• RECORDS FOR THIS EXERCISE
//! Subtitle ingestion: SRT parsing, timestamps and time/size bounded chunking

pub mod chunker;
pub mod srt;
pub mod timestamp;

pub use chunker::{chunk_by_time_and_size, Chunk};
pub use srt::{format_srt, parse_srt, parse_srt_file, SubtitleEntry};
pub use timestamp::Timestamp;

• PROBLEM
Whenever the string "chunker" shows up in a line above, copy that line.

• OUTPUT
pub mod chunker;
pub use chunker::{chunk_by_time_and_size, Chunk};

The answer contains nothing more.